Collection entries
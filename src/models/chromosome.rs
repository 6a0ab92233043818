use super::objective::{self, CostBreakdown};
use super::{
    Crossover, DemandPlan, DemandRouting, Gene, LinkPlan, Modularity, MutationRate, Path,
    PathFlow, RoutingMode, Solution, Topology, mutagen,
};
use rand::Rng;
use tracing::instrument;

/// A candidate routing for every demand of a topology.
///
/// The chromosome borrows its topology; cloning copies the genes and shares the
/// topology. Genes are indexed by demand position, so `genes()[i]` belongs to
/// `topology().demands()[i]`.
#[derive(Debug, Clone)]
pub struct Chromosome<'a> {
    topology: &'a Topology,
    genes: Vec<Gene>,
    routing: RoutingMode,
    modularity: Modularity,
}

impl<'a> Chromosome<'a> {
    /// One random gene per demand.
    #[instrument(level = "debug", skip(rng, topology), fields(demands = topology.demand_count()))]
    pub fn random<R: Rng>(rng: &mut R, topology: &'a Topology, routing: RoutingMode) -> Self {
        let genes = topology
            .demands()
            .iter()
            .map(|demand| Gene::random(rng, demand.path_count(), routing))
            .collect();

        Self::assemble(topology, routing, genes)
    }

    /// Builds a chromosome from explicit genes, renormalized under `routing`.
    ///
    /// # Panics
    ///
    /// If there is not exactly one gene per demand, or a gene's length differs from
    /// its demand's number of candidate paths.
    pub fn from_genes(topology: &'a Topology, routing: RoutingMode, mut genes: Vec<Gene>) -> Self {
        for gene in genes.iter_mut() {
            gene.normalize(routing);
        }

        Self::assemble(topology, routing, genes)
    }

    fn assemble(topology: &'a Topology, routing: RoutingMode, genes: Vec<Gene>) -> Self {
        let chromosome = Self {
            topology,
            genes,
            routing,
            modularity: topology.modularity(),
        };
        chromosome.assert_shape();
        chromosome
    }

    fn assert_shape(&self) {
        assert_eq!(
            self.genes.len(),
            self.topology.demand_count(),
            "chromosome must hold one gene per demand"
        );

        for (gene, demand) in self.genes.iter().zip(self.topology.demands()) {
            assert_eq!(
                gene.len(),
                demand.path_count(),
                "gene length does not match demand '{}'",
                demand.name()
            );
        }
    }

    pub fn topology(&self) -> &'a Topology {
        self.topology
    }

    pub fn routing(&self) -> RoutingMode {
        self.routing
    }

    pub fn modularity(&self) -> Modularity {
        self.modularity
    }

    pub fn genes(&self) -> &[Gene] {
        &self.genes
    }

    /// The gene of the demand called `name`.
    pub fn gene(&self, name: &str) -> Option<&Gene> {
        self.topology
            .demand_id(name)
            .map(|id| &self.genes[id.index()])
    }

    /// Traffic routed over every link, summed over all demands.
    pub fn total_link_capacity(&self) -> Vec<f64> {
        let mut loads = vec![0.0; self.topology.link_count()];
        for (gene, demand) in self.genes.iter().zip(self.topology.demands()) {
            gene.add_capacity_per_link(demand, &mut loads);
        }
        loads
    }

    /// Modules needed on every link to carry its traffic.
    ///
    /// With `round_up` false the ratio is left fractional.
    pub fn modules_per_link(&self, round_up: bool) -> Vec<f64> {
        self.total_link_capacity()
            .into_iter()
            .zip(self.topology.links())
            .map(|(load, link)| {
                let modules = load / link.module_capacity();
                if round_up { modules.ceil() } else { modules }
            })
            .collect()
    }

    /// Installed capacity left over on every link once its traffic is carried.
    pub fn demand_slack_per_link(&self) -> Vec<f64> {
        self.total_link_capacity()
            .into_iter()
            .zip(self.modules_per_link(true))
            .zip(self.topology.links())
            .map(|((load, modules), link)| modules * link.module_capacity() - load)
            .collect()
    }

    pub fn cost_breakdown(&self) -> CostBreakdown {
        let required = self.total_link_capacity();
        let modules = self.modules_per_link(true);

        objective::evaluate(self.topology.links(), self.modularity, &required, &modules)
    }

    /// Cost of the plan this chromosome encodes. Lower is better.
    pub fn objective(&self) -> f64 {
        self.cost_breakdown().total()
    }

    /// Independently, with probability `rate`, redraws one weight of every gene.
    pub fn mutate<R: Rng>(&mut self, rng: &mut R, rate: MutationRate) {
        let routing = self.routing;
        for gene in self.genes.iter_mut() {
            if rng.random_bool(rate.value()) {
                mutagen::redraw_weight(rng, gene, routing);
            }
        }
    }

    /// Breeds one child from two parents. Neither parent is modified.
    ///
    /// # Panics
    ///
    /// If the parents do not share the same topology and routing mode.
    pub fn reproduce<R: Rng>(
        rng: &mut R,
        lhs: &Chromosome<'a>,
        rhs: &Chromosome<'a>,
        crossover: Crossover,
    ) -> Chromosome<'a> {
        assert!(
            std::ptr::eq(lhs.topology, rhs.topology),
            "parents must share one topology"
        );
        assert_eq!(lhs.routing, rhs.routing, "parents must share one routing mode");
        lhs.assert_shape();
        rhs.assert_shape();

        let genes = crossover.apply(rng, &lhs.genes, &rhs.genes, lhs.routing);
        Self::assemble(lhs.topology, lhs.routing, genes)
    }

    /// The plan in provider terms.
    pub fn solution(&self) -> Solution {
        let cost = self.cost_breakdown();
        let required = self.total_link_capacity();
        let modules = self.modules_per_link(true);

        let links = self
            .topology
            .links()
            .iter()
            .zip(required)
            .zip(modules)
            .map(|((link, load), modules)| LinkPlan {
                link: link.name().to_string(),
                modules: modules as u64,
                module_capacity: link.module_capacity(),
                required_capacity: load,
            })
            .collect();

        let demands = self
            .genes
            .iter()
            .zip(self.topology.demands())
            .map(|(gene, demand)| {
                let routing = match self.routing {
                    RoutingMode::SinglePath => {
                        let Some(index) = gene.chosen_path() else {
                            panic!("single-path gene for demand '{}' is not one-hot", demand.name());
                        };
                        DemandRouting::Single {
                            path: self.link_names(&demand.paths()[index]),
                            value: demand.value(),
                        }
                    }
                    RoutingMode::Splitting => DemandRouting::Split {
                        flows: demand
                            .paths()
                            .iter()
                            .zip(gene.weights())
                            .filter(|(_, w)| **w > 0.0)
                            .map(|(path, w)| PathFlow {
                                path: self.link_names(path),
                                value: demand.value() * w,
                            })
                            .collect(),
                    },
                };

                DemandPlan {
                    demand: demand.name().to_string(),
                    routing,
                }
            })
            .collect();

        Solution {
            objective: cost.total(),
            cost,
            links,
            demands,
        }
    }

    fn link_names(&self, path: &Path) -> Vec<String> {
        path.links()
            .iter()
            .map(|&id| self.topology.link(id).name().to_string())
            .collect()
    }
}
use anyhow::Result;
use netcap_ga::{
    Evolution,
    evolution::State,
    models::{
        Chromosome, Crossover, CrossoverChance, DemandRouting, MutationRate, RoutingMode,
        Selector, Settings, Succession, Topology, TopologyDescription,
    },
};
use rand::{SeedableRng, rngs::StdRng};

const POLSKA: &str = include_str!("../demos/polska.json");

fn topology() -> Result<Topology> {
    let description: TopologyDescription = serde_json::from_str(POLSKA)?;
    Ok(Topology::from_description(description)?)
}

/// Keeps only the first, smallest module type of every link, so traffic needs
/// several modules per link and plans differ in cost.
fn small_module_topology() -> Result<Topology> {
    let mut description: TopologyDescription = serde_json::from_str(POLSKA)?;
    for link in &mut description.links {
        link.modules.truncate(1);
    }
    Ok(Topology::from_description(description)?)
}

fn settings(succession: Succession, routing: RoutingMode) -> Result<Settings> {
    Ok(Settings::new(
        10,
        5,
        MutationRate::new(0.1)?,
        CrossoverChance::new(0.5)?,
        Crossover::Average,
        Selector::Exponential,
        succession,
        routing,
        2024,
    )?)
}

#[test]
fn test_fixture_rounds_modules_for_a_seeded_chromosome() -> Result<()> {
    let topology = small_module_topology()?;
    let mut rng = StdRng::seed_from_u64(2024);

    let chromosome = Chromosome::random(&mut rng, &topology, RoutingMode::Splitting);
    assert_eq!(chromosome.modules_per_link(true), vec![3.0, 2.0, 2.0, 2.0]);
    assert_eq!(chromosome.objective(), 1316.0);

    Ok(())
}

#[test]
fn test_fixture_large_modules_fit_all_traffic_on_one_module() -> Result<()> {
    let topology = topology()?;
    let mut rng = StdRng::seed_from_u64(2024);

    let chromosome = Chromosome::random(&mut rng, &topology, RoutingMode::Splitting);
    assert_eq!(chromosome.modules_per_link(true), vec![1.0, 1.0, 1.0, 1.0]);
    assert_eq!(chromosome.objective(), 4.0 * 468.0);

    Ok(())
}

#[test]
fn test_fixture_evolution_never_regresses() -> Result<()> {
    let topology = small_module_topology()?;

    for succession in [Succession::ElitistMerge, Succession::ElitistTournament] {
        for routing in [RoutingMode::SinglePath, RoutingMode::Splitting] {
            let mut evolution = Evolution::new(&topology, settings(succession, routing)?)?;

            let initial_best = evolution.best().score();

            evolution.run()?;

            assert_eq!(evolution.state(), State::Finished);
            assert_eq!(evolution.population().len(), 10);

            let costs = evolution.history().costs();
            assert_eq!(costs.len(), 5);
            assert!(costs.windows(2).all(|w| w[1] <= w[0]), "{costs:?}");
            assert!(costs[0] <= initial_best);
            assert!(costs[4] <= costs[0]);
            assert_eq!(costs.last(), Some(&evolution.best().score()));
        }
    }

    Ok(())
}

#[test]
fn test_fixture_report_names_every_demand() -> Result<()> {
    let topology = small_module_topology()?;
    let mut evolution = Evolution::new(
        &topology,
        settings(Succession::ElitistMerge, RoutingMode::SinglePath)?,
    )?;
    evolution.run()?;

    let report = evolution.report();
    assert_eq!(report.epochs_run, 5);
    assert_eq!(report.cost_history, evolution.history().costs());
    assert_eq!(report.cost_history.last(), Some(&report.best.objective));
    assert_eq!(report.best.links.len(), 4);

    let demands: Vec<&str> = report.best.demands.iter().map(|d| d.demand.as_str()).collect();
    assert_eq!(demands, vec!["Demand_0_1", "Demand_0_2", "Demand_0_3"]);

    for plan in &report.best.demands {
        match &plan.routing {
            DemandRouting::Single { path, .. } => assert!(!path.is_empty()),
            other => panic!("expected single-path routing, got {other:?}"),
        }
    }

    let installed: u64 = report.best.links.iter().map(|l| l.modules).sum();
    assert!(installed >= 1);

    Ok(())
}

| WHAT IS REQUIRED |
Please return every line in the data that includes the string "last".

| EXPECTED ANSWER |
            assert_eq!(costs.last(), Some(&evolution.best().score()));
    assert_eq!(report.cost_history.last(), Some(&report.best.objective));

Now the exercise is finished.